Il existe un satanisme violent, virulent et criminel. Dans les années 2010, des procès notamment en Italie ont même eu lieu.

Quelques jeunes en quête d’identité participent à de prétendus « rituels satanistes » la nuit dans les cimetières mais sans réelle conséquence – le jeu peut tout de même déraper avec des profanations de tombes.
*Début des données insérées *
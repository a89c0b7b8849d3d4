//! Simulation parameters.
//!
//! A flat set of named options consumed once at construction. Defaults
//! reproduce the 20x20 "dam break" setup the simulator was tuned on.

use serde::{Deserialize, Serialize};

use crate::error::ParamError;
use crate::sph::support_radius;

/// How pair candidates are found during the density and force passes.
#[derive(Debug, Clone, Copy, PartialEq, Eq, Serialize, Deserialize)]
pub enum NeighborSearch {
    /// 27-cell query against the spatial hash grid.
    SpatialHash,
    /// Exhaustive O(N^2) scan. Reference path for small systems and tests.
    AllPairs,
}

/// Axis along which gravity acts (gravity points towards `-axis`).
#[derive(Debug, Clone, Copy, PartialEq, Eq, Serialize, Deserialize)]
pub enum Axis {
    /// X axis
    X,
    /// Y axis
    Y,
    /// Z axis
    Z,
}

impl Axis {
    /// Component index (0, 1 or 2).
    pub fn index(self) -> usize {
        match self {
            Axis::X => 0,
            Axis::Y => 1,
            Axis::Z => 2,
        }
    }
}

/// Scalar reported per particle in snapshots and used for display colors.
#[derive(Debug, Clone, Copy, PartialEq, Eq, Serialize, Deserialize)]
pub enum DisplayField {
    /// SPH density estimate.
    Density,
    /// Velocity magnitude.
    Speed,
}

/// All tunables of a [`ParticleSystem`](crate::ParticleSystem).
#[derive(Debug, Clone, Serialize, Deserialize)]
pub struct SimulationParams {
    /// Fixed time step used by `step()`.
    #[serde(default = "default_dt")]
    pub dt: f32,
    /// Smoothing length. The kernel support radius is `2h`.
    #[serde(default = "default_h")]
    pub h: f32,
    /// Rest density rho0 of the linear equation of state.
    #[serde(default = "default_rest_density")]
    pub rest_density: f32,
    /// Stiffness k of the linear equation of state.
    #[serde(default = "default_stiffness")]
    pub stiffness: f32,
    /// Fraction of normal velocity lost at a wall, in [0, 1].
    #[serde(default = "default_damping")]
    pub damping: f32,
    /// Gravity magnitude, applied along `-up_axis`.
    #[serde(default = "default_gravity")]
    pub gravity: f32,
    /// Uniform particle mass.
    #[serde(default = "default_mass")]
    pub mass: f32,
    /// Artificial viscosity coefficient mu.
    #[serde(default)]
    pub viscosity: f32,
    /// Number of buckets in the spatial hash table.
    #[serde(default = "default_table_size")]
    pub table_size: usize,
    /// Grid cell size. `None` means the kernel support radius `2h`.
    #[serde(default)]
    pub cell_size: Option<f32>,
    /// Include the self-contribution `m * W(0, h)` in the density sum.
    #[serde(default = "default_true")]
    pub self_density: bool,
    /// Apply the artificial-viscosity velocity correction.
    #[serde(default)]
    pub viscosity_enabled: bool,
    /// Pair candidate search strategy.
    #[serde(default = "default_neighbor_search")]
    pub neighbor_search: NeighborSearch,
    /// Run density and force passes across threads.
    #[serde(default)]
    pub parallel: bool,
    /// "Up" axis; gravity is subtracted along it.
    #[serde(default = "default_up_axis")]
    pub up_axis: Axis,
    /// Pin motion along this axis (a 2D slab in 3D). `None` leaves all
    /// three axes free.
    #[serde(default)]
    pub planar_axis: Option<Axis>,
    /// Seed for the tie-break directions of coincident particles.
    #[serde(default = "default_seed")]
    pub seed: u64,
    /// Scalar exported for visualization.
    #[serde(default = "default_display_field")]
    pub display_field: DisplayField,
    /// Display radius written to every particle's scale.
    #[serde(default = "default_display_scale")]
    pub display_scale: f32,
    /// Half side length of the cubic domain `[-e, e]^3`.
    #[serde(default = "default_half_extent")]
    pub domain_half_extent: f32,
}

fn default_dt() -> f32 {
    0.05
}

fn default_h() -> f32 {
    0.125
}

fn default_rest_density() -> f32 {
    200.0
}

fn default_stiffness() -> f32 {
    1.5
}

fn default_damping() -> f32 {
    0.1
}

fn default_gravity() -> f32 {
    0.001
}

fn default_mass() -> f32 {
    1.0
}

fn default_table_size() -> usize {
    16_384
}

fn default_true() -> bool {
    true
}

fn default_neighbor_search() -> NeighborSearch {
    NeighborSearch::SpatialHash
}

fn default_up_axis() -> Axis {
    Axis::Y
}

fn default_seed() -> u64 {
    0x5eed
}

fn default_display_field() -> DisplayField {
    DisplayField::Density
}

fn default_display_scale() -> f32 {
    0.02
}

fn default_half_extent() -> f32 {
    1.0
}

impl Default for SimulationParams {
    fn default() -> Self {
        Self {
            dt: default_dt(),
            h: default_h(),
            rest_density: default_rest_density(),
            stiffness: default_stiffness(),
            damping: default_damping(),
            gravity: default_gravity(),
            mass: default_mass(),
            viscosity: 0.0,
            table_size: default_table_size(),
            cell_size: None,
            self_density: true,
            viscosity_enabled: false,
            neighbor_search: default_neighbor_search(),
            parallel: false,
            up_axis: default_up_axis(),
            planar_axis: None,
            seed: default_seed(),
            display_field: default_display_field(),
            display_scale: default_display_scale(),
            domain_half_extent: default_half_extent(),
        }
    }
}

impl SimulationParams {
    /// Grid cell size actually used: the configured value, or the kernel
    /// support radius `2h` when unset.
    pub fn effective_cell_size(&self) -> f32 {
        self.cell_size.unwrap_or_else(|| support_radius(self.h))
    }

    /// Check that every parameter is usable.
    pub fn validate(&self) -> Result<(), ParamError> {
        let finite = [
            ("dt", self.dt),
            ("h", self.h),
            ("rest_density", self.rest_density),
            ("stiffness", self.stiffness),
            ("damping", self.damping),
            ("gravity", self.gravity),
            ("mass", self.mass),
            ("viscosity", self.viscosity),
            ("display_scale", self.display_scale),
            ("domain_half_extent", self.domain_half_extent),
        ];
        for (name, value) in finite {
            if !value.is_finite() {
                return Err(ParamError::NotFinite { name });
            }
        }

        let positive = [
            ("dt", self.dt),
            ("h", self.h),
            ("rest_density", self.rest_density),
            ("mass", self.mass),
            ("domain_half_extent", self.domain_half_extent),
        ];
        for (name, value) in positive {
            if value <= 0.0 {
                return Err(ParamError::NonPositive { name, value });
            }
        }

        if let Some(cell_size) = self.cell_size {
            if !cell_size.is_finite() {
                return Err(ParamError::NotFinite { name: "cell_size" });
            }
            if cell_size <= 0.0 {
                return Err(ParamError::NonPositive {
                    name: "cell_size",
                    value: cell_size,
                });
            }
            // Smaller cells let the 27-cell scan miss neighbors inside 2h.
            let support = support_radius(self.h);
            if cell_size < support {
                return Err(ParamError::OutOfRange {
                    name: "cell_size",
                    value: cell_size,
                    min: support,
                    max: f32::INFINITY,
                });
            }
        }

        if !(0.0..=1.0).contains(&self.damping) {
            return Err(ParamError::OutOfRange {
                name: "damping",
                value: self.damping,
                min: 0.0,
                max: 1.0,
            });
        }

        if self.viscosity < 0.0 {
            return Err(ParamError::OutOfRange {
                name: "viscosity",
                value: self.viscosity,
                min: 0.0,
                max: f32::INFINITY,
            });
        }

        if self.table_size == 0 {
            return Err(ParamError::EmptyHashTable);
        }

        if self.planar_axis == Some(self.up_axis) {
            return Err(ParamError::PlanarAlongGravity);
        }

        Ok(())
    }
}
D’autres adeptes, quoique minoritaires, sont des satanistes autoproclamés. Les sociologues les identifient mal et n’arrivent pas à véritablement les dénombrer. Originaire des Etats-Unis dans les années 1980, une vague de Satanic Panic a déferlé sur le monde, résonant d’échos de viols ritiels et sacrifices humains. Nous savons à présent qu’il s’agit avant tout d’un délire collectif.

Il existe également un satanisme « de salon ». Les adeptes viennent de milieu aisé et se plaisent à collectionner des livres interdits ou des objets magiques.

Ailleurs, les mouvements sorcellaires modernes ont neutralisé la dangerosité de la figure de Satan. Dans une recherche d’éco-spiritualité, la WICCA s’affirme sorcellaire, naturaliste, sataniste, écologique et féministe et ne voient de mal dans le fait de voguer dans l’univers sombre de celui qui fut anciennement un démon.

Par conséquent, Satan adopte aujourd’hui plusieurs formes plus ou moins sérieuses.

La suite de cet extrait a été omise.